Lysander went up to the bar for another pint. Only four o’clock and here he was on his second. He watched Molly pour it — two long hauls at the lever and there it was, a sudsy head at the very rim. He pushed over a handful of coppers lifted from his pocket and she picked out the right change. The unnatural curls at Molly’s temples were damp with perspiration, sticking to her skin. He should marry Blanche, he thought, to hell with it — everything about that woman was right for him.

“Greville? You in?” Lysander called, closing the door to the flat behind him. No reply. He dropped his keys into a bowl on the hall table. Mrs Tozer, the housekeeper, had been in cleaning and tidying and the smell of beeswax polish hit his nostrils. She had organized the post into two distinct piles for her ‘gentlemen’ and he was vaguely annoyed to see that Greville had twice as many letters as he did. The flat was on the top floor of a mansion block no more than ten years old. From Greville’s bedroom you could just see Nelson standing on his column in Trafalgar Square. There was a sitting room, two fair-sized bedrooms, a small kitchen-scullery and a bathroom with WC. A maid’s room had been converted into a joint dressing room and walk-in wardrobe — both he and Greville had far too many clothes. All the belongings he had left in the summerhouse in Vienna had been promptly shipped back to London by Munro — it was as if he had never been there at all.

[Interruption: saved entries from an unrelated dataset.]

//! Whole-graph rewriting.
//!
//! [`GraphTransformer::transform`] replaces every service node with its
//! chain, inserts the synthetic trigger, rewires connections through the
//! name mapping and fills in default settings. It is pure: the input is
//! never modified and the same input always yields the same output.

use crate::document::{
    ConnectionTarget, Connections, Node, WorkflowDocument, apply_default_settings,
};
use crate::error::{NodeTransformError, TransformError};
use crate::service::{NodeMetadata, NodeMetadataMap, ServiceContext, ServiceRegistry};
use crate::trigger::{DEFAULT_TRIGGER_ID, default_trigger};
use std::collections::{BTreeMap, HashSet};
use tracing::{debug, warn};

/// Default OAuth token endpoint used by mail token nodes.
pub const DEFAULT_OAUTH_TOKEN_URL: &str = "https://oauth2.googleapis.com/token";

/// Default token broker used by calendar, drive and sheets token nodes.
pub const DEFAULT_TOKEN_BROKER_URL: &str = "http://localhost:8000/api/google/token";

/// Endpoints baked into generated token nodes.
#[derive(Debug, Clone, PartialEq, Eq)]
pub struct TransformOptions {
    pub oauth_token_url: String,
    pub token_broker_url: String,
}

impl Default for TransformOptions {
    fn default() -> Self {
        Self {
            oauth_token_url: DEFAULT_OAUTH_TOKEN_URL.to_string(),
            token_broker_url: DEFAULT_TOKEN_BROKER_URL.to_string(),
        }
    }
}

/// Original node name to the name that replaces it.
pub type NodeMapping = BTreeMap<String, String>;

/// The result of a successful transform.
#[derive(Debug, Clone, PartialEq)]
pub struct TransformedWorkflow {
    pub workflow: WorkflowDocument,
    pub node_mapping: NodeMapping,
    /// Edges removed because an endpoint had no mapping.
    pub dropped_edges: usize,
}

/// Rewrites workflows using a service registry.
#[derive(Debug, Clone)]
pub struct GraphTransformer {
    registry: ServiceRegistry,
    options: TransformOptions,
}

impl Default for GraphTransformer {
    fn default() -> Self {
        Self::new(ServiceRegistry::google(), TransformOptions::default())
    }
}

impl GraphTransformer {
    #[must_use]
    pub fn new(registry: ServiceRegistry, options: TransformOptions) -> Self {
        Self { registry, options }
    }

    /// Transforms `workflow`, returning the new document and the metadata of
    /// every expanded node.
    ///
    /// # Errors
    ///
    /// Returns `TransformError` naming the first node whose expansion failed.
    /// Nothing is returned for the other nodes in that case.
    pub fn transform(
        &self,
        workflow: &WorkflowDocument,
    ) -> Result<(TransformedWorkflow, NodeMetadataMap), TransformError> {
        let ctx = ServiceContext {
            workflow,
            options: &self.options,
        };

        let mut nodes = Vec::with_capacity(workflow.nodes.len() + 1);
        if workflow.node_by_id(DEFAULT_TRIGGER_ID).is_none() {
            nodes.push(default_trigger());
        }

        let mut mapping = NodeMapping::new();
        let mut metadata = NodeMetadataMap::new();

        for node in &workflow.nodes {
            let Some((kind, transformer)) = self.registry.resolve(&node.node_type) else {
                mapping.insert(node.name.clone(), node.name.clone());
                nodes.push(node.clone());
                continue;
            };

            let expansion =
                transformer(node, &ctx).map_err(|source| TransformError::new(&node.name, source))?;
            let replacement = expansion
                .iter()
                .find(|n| n.id == node.id)
                .or_else(|| expansion.last())
                .map_or_else(|| node.name.clone(), |n| n.name.clone());

            debug!(
                node = %node.name,
                service = kind.service_name(),
                generated = expansion.len(),
                "expanded service node"
            );
            mapping.insert(node.name.clone(), replacement);
            metadata.insert(node.id.clone(), NodeMetadata::for_service(kind));
            nodes.extend(expansion);
        }

        if let Some(err) = find_collision(&nodes) {
            return Err(err);
        }

        let (connections, dropped_edges) = rebuild_connections(&workflow.connections, &mapping);
        if dropped_edges > 0 {
            warn!(dropped_edges, "dropped connections with unknown endpoints");
        }

        let mut settings = workflow.settings.clone();
        apply_default_settings(&mut settings);

        let transformed = TransformedWorkflow {
            workflow: WorkflowDocument {
                name: workflow.name.clone(),
                nodes,
                connections,
                settings,
            },
            node_mapping: mapping,
            dropped_edges,
        };
        Ok((transformed, metadata))
    }
}

/// Reports the first node whose id or name repeats an earlier one.
///
/// Generated helper names are derived from the original name, so a caller
/// node may already hold one.
fn find_collision(nodes: &[Node]) -> Option<TransformError> {
    let mut ids = HashSet::with_capacity(nodes.len());
    let mut names = HashSet::with_capacity(nodes.len());
    for node in nodes {
        if !ids.insert(node.id.as_str()) {
            return Some(TransformError::new(
                &node.name,
                NodeTransformError::DuplicateId {
                    id: node.id.clone(),
                },
            ));
        }
        if !names.insert(node.name.as_str()) {
            return Some(TransformError::new(
                &node.name,
                NodeTransformError::DuplicateName {
                    name: node.name.clone(),
                },
            ));
        }
    }
    None
}

/// Rewrites every edge endpoint through `mapping`.
///
/// Returns the new table and the number of edges dropped because the source
/// or target had no mapping.
fn rebuild_connections(connections: &Connections, mapping: &NodeMapping) -> (Connections, usize) {
    let mut rebuilt = Connections::new();
    let mut dropped = 0;

    for (source, groups) in connections {
        let Some(mapped_source) = mapping.get(source) else {
            dropped += groups.values().flatten().map(Vec::len).sum::<usize>();
            continue;
        };

        let entry = rebuilt.entry(mapped_source.clone()).or_default();
        for (port, outputs) in groups {
            let rewired: Vec<Vec<ConnectionTarget>> = outputs
                .iter()
                .map(|targets| {
                    targets
                        .iter()
                        .filter_map(|target| match mapping.get(&target.node) {
                            Some(mapped) => {
                                let mut target = target.clone();
                                target.node = mapped.clone();
                                Some(target)
                            }
                            None => {
                                dropped += 1;
                                None
                            }
                        })
                        .collect::<Vec<_>>()
                })
                .collect();
            entry.insert(port.clone(), rewired);
        }
    }

    (rebuilt, dropped)
}

#[cfg(test)]
mod tests {
    use super::*;
    use crate::document::{Node, Position};
    use crate::schema::parse_document;
    use crate::service::chain::HTTP_REQUEST_NODE_TYPE;
    use crate::trigger::DEFAULT_TRIGGER_NAME;
    use serde_json::json;

    fn digest_workflow() -> WorkflowDocument {
        parse_document(&json!({
            "name": "Inbox digest",
            "nodes": [
                {"id": "start", "type": "n8n-nodes-base.start", "name": "Start",
                 "parameters": {}, "position": [0, 0]},
                {"id": "n1", "type": "n8n-nodes-base.gmail", "name": "Fetch Mail",
                 "parameters": {"operation": "getAll"}, "position": [400, 0]},
                {"id": "n2", "type": "n8n-nodes-base.set", "name": "Shape",
                 "parameters": {"values": {}}, "position": [700, 0], "typeVersion": 3}
            ],
            "connections": {
                "Start": {"main": [[{"node": "Fetch Mail", "type": "main", "index": 0}]]},
                "Fetch Mail": {"main": [[{"node": "Shape", "type": "main", "index": 0}]]}
            },
            "settings": {"timezone": "Europe/Berlin"}
        }))
        .expect("valid workflow")
    }

    #[test]
    fn preserves_ids_and_passes_unknown_nodes_through() {
        let input = digest_workflow();
        let (out, metadata) = GraphTransformer::default().transform(&input).expect("transform");

        for original in &input.nodes {
            assert!(out.workflow.node_by_id(&original.id).is_some(), "{}", original.id);
        }
        assert_eq!(out.workflow.node_by_id("n2"), input.node_by_id("n2"));
        assert_eq!(
            out.workflow.node_by_id("n1").map(|n| n.node_type.as_str()),
            Some(HTTP_REQUEST_NODE_TYPE)
        );
        assert_eq!(metadata.keys().collect::<Vec<_>>(), vec!["n1"]);
        assert_eq!(metadata["n1"].service, "gmail");
    }

    #[test]
    fn every_original_edge_survives_the_mapping() {
        let input = digest_workflow();
        let (out, _) = GraphTransformer::default().transform(&input).expect("transform");

        assert_eq!(out.dropped_edges, 0);
        for (source, target) in input.edges() {
            let mapped_source = &out.node_mapping[source];
            let mapped_target = &out.node_mapping[&target.node];
            assert!(
                out.workflow
                    .edges()
                    .any(|(s, t)| s == mapped_source && &t.node == mapped_target),
                "{source} -> {}",
                target.node
            );
        }
    }

    #[test]
    fn inserts_one_trigger_and_stays_stable_on_rerun() {
        let transformer = GraphTransformer::default();
        let (first, _) = transformer.transform(&digest_workflow()).expect("transform");
        assert_eq!(first.workflow.nodes[0].name, DEFAULT_TRIGGER_NAME);
        // trigger + start + 3 mail nodes + set
        assert_eq!(first.workflow.nodes.len(), 6);

        let (second, metadata) = transformer.transform(&first.workflow).expect("rerun");
        assert_eq!(second.workflow, first.workflow);
        assert!(metadata.is_empty());
    }

    #[test]
    fn send_expands_to_five_nodes_with_trigger() {
        let input = WorkflowDocument {
            name: "Notify".to_string(),
            nodes: vec![
                Node::new("n1", "n8n-nodes-base.gmail", "Notify", Position::new(300, 0))
                    .with_parameters(json!({"operation": "send", "sendTo": "a@example.com"})),
            ],
            ..WorkflowDocument::default()
        };
        let (out, _) = GraphTransformer::default().transform(&input).expect("transform");

        assert_eq!(out.workflow.nodes.len(), 5);
        let op = out.workflow.node_by_id("n1").expect("operation node");
        assert_eq!(op.node_type, HTTP_REQUEST_NODE_TYPE);
        assert_eq!(op.name, "Notify");
    }

    #[test]
    fn drops_edges_to_unknown_nodes() {
        let mut input = digest_workflow();
        input.connect("Shape", "Ghost");
        input.connect("Phantom", "Shape");

        let (out, _) = GraphTransformer::default().transform(&input).expect("transform");
        assert_eq!(out.dropped_edges, 2);
        assert!(out.workflow.edges().all(|(_, t)| t.node != "Ghost"));
        assert!(!out.workflow.connections.contains_key("Phantom"));
    }

    #[test]
    fn keeps_caller_settings_and_fills_defaults() {
        let (out, _) = GraphTransformer::default()
            .transform(&digest_workflow())
            .expect("transform");
        assert_eq!(out.workflow.settings["timezone"], "Europe/Berlin");
        assert_eq!(out.workflow.settings["saveExecutionProgress"], true);
    }

    #[test]
    fn failure_names_the_node_and_returns_nothing() {
        let mut input = digest_workflow();
        input.nodes[1].parameters.insert("operation".to_string(), json!("archive"));

        let err = GraphTransformer::default()
            .transform(&input)
            .expect_err("archive is unsupported");
        assert_eq!(err.node_name, "Fetch Mail");
        assert_eq!(err.unsupported_operation(), Some(("gmail", "archive")));
    }

    #[test]
    fn generated_names_must_not_shadow_existing_nodes() {
        let input = parse_document(&json!({
            "nodes": [
                {"id": "m1", "type": "n8n-nodes-base.gmail", "name": "Mail",
                 "parameters": {"operation": "getAll"}},
                {"id": "x1", "type": "n8n-nodes-base.set", "name": "Mail - Get Access Token",
                 "parameters": {}}
            ],
            "connections": {}
        }))
        .expect("valid workflow");

        let err = GraphTransformer::default()
            .transform(&input)
            .expect_err("helper name collides");
        assert_eq!(
            err.source,
            NodeTransformError::DuplicateName {
                name: "Mail - Get Access Token".to_string()
            }
        );
        assert_eq!(err.unsupported_operation(), None);
    }

    #[test]
    fn generated_ids_must_not_shadow_existing_nodes() {
        let input = WorkflowDocument {
            nodes: vec![
                Node::new("d1", "n8n-nodes-base.googleDrive", "Files", Position::new(600, 0))
                    .with_parameters(json!({"operation": "list"})),
                Node::new("d1_token", "n8n-nodes-base.set", "Token cache", Position::new(0, 0)),
            ],
            ..WorkflowDocument::default()
        };

        let err = GraphTransformer::default()
            .transform(&input)
            .expect_err("helper id collides");
        assert_eq!(
            err.source,
            NodeTransformError::DuplicateId {
                id: "d1_token".to_string()
            }
        );
    }

    #[test]
    fn empty_registry_only_adds_trigger() {
        let transformer = GraphTransformer::new(ServiceRegistry::empty(), TransformOptions::default());
        let input = digest_workflow();
        let (out, _) = transformer.transform(&input).expect("transform");
        assert_eq!(out.workflow.nodes.len(), input.nodes.len() + 1);
        assert_eq!(
            out.workflow.connections["Fetch Mail"]["main"][0],
            vec![ConnectionTarget::main("Shape")]
        );
    }

    #[test]
    fn transforms_are_independent_across_threads() {
        let transformer = GraphTransformer::default();
        let input = digest_workflow();
        let results: Vec<_> = std::thread::scope(|scope| {
            let handles: Vec<_> = (0..4)
                .map(|_| scope.spawn(|| transformer.transform(&input)))
                .collect();
            handles
                .into_iter()
                .map(|h| h.join().expect("thread").expect("transform"))
                .collect()
        });
        assert!(results.windows(2).all(|pair| pair[0] == pair[1]));
    }
}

Lysander shuffled through his post — bill, bill, postcard from Dublin (“Wish you were here. B”), a telegram from his mother (“PLEASE COLLECT PLOVERS EGGS FORTNUMS STOP”) and — his mouth went dry — a letter with an Austrian stamp, Emperor Franz-Josef in profile, forwarded on to him from his previous flat, the postmark over two weeks old.

He went into the sitting room and cut the letter open with a paper knife. He knew what news it contained and he sat there at the writing desk for a minute, somehow not daring to reach in and draw the slip of paper out.

“Come on!” he urged himself out loud. “Don’t be pathetic.”

One sheet of paper. Hettie’s unformed, childish handwriting.

Dearest Lysander,

It is with great happiness that I write to you with the news that our son is born. I told you he would be a boy, didn’t I? He came into this world at 10.30 p.m. on the twelfth of June. He’s a big baby, almost nine pounds, and has a powerful pair of lungs. I wanted to call him Lysander — but that was obviously out of the question — so I have decided on Lothar, instead. If you say Lysander — Lothar quickly a few times they almost blend together — or so I like to believe.

I miss you very much and I thank you from the bottom of my heart for what you did. Your escape was a great scandal here in Vienna and was written about in some newspapers. The police were roundly condemned for their uselessness and inefficiency. You can imagine my feelings when I heard you had gone and that there would be no trial.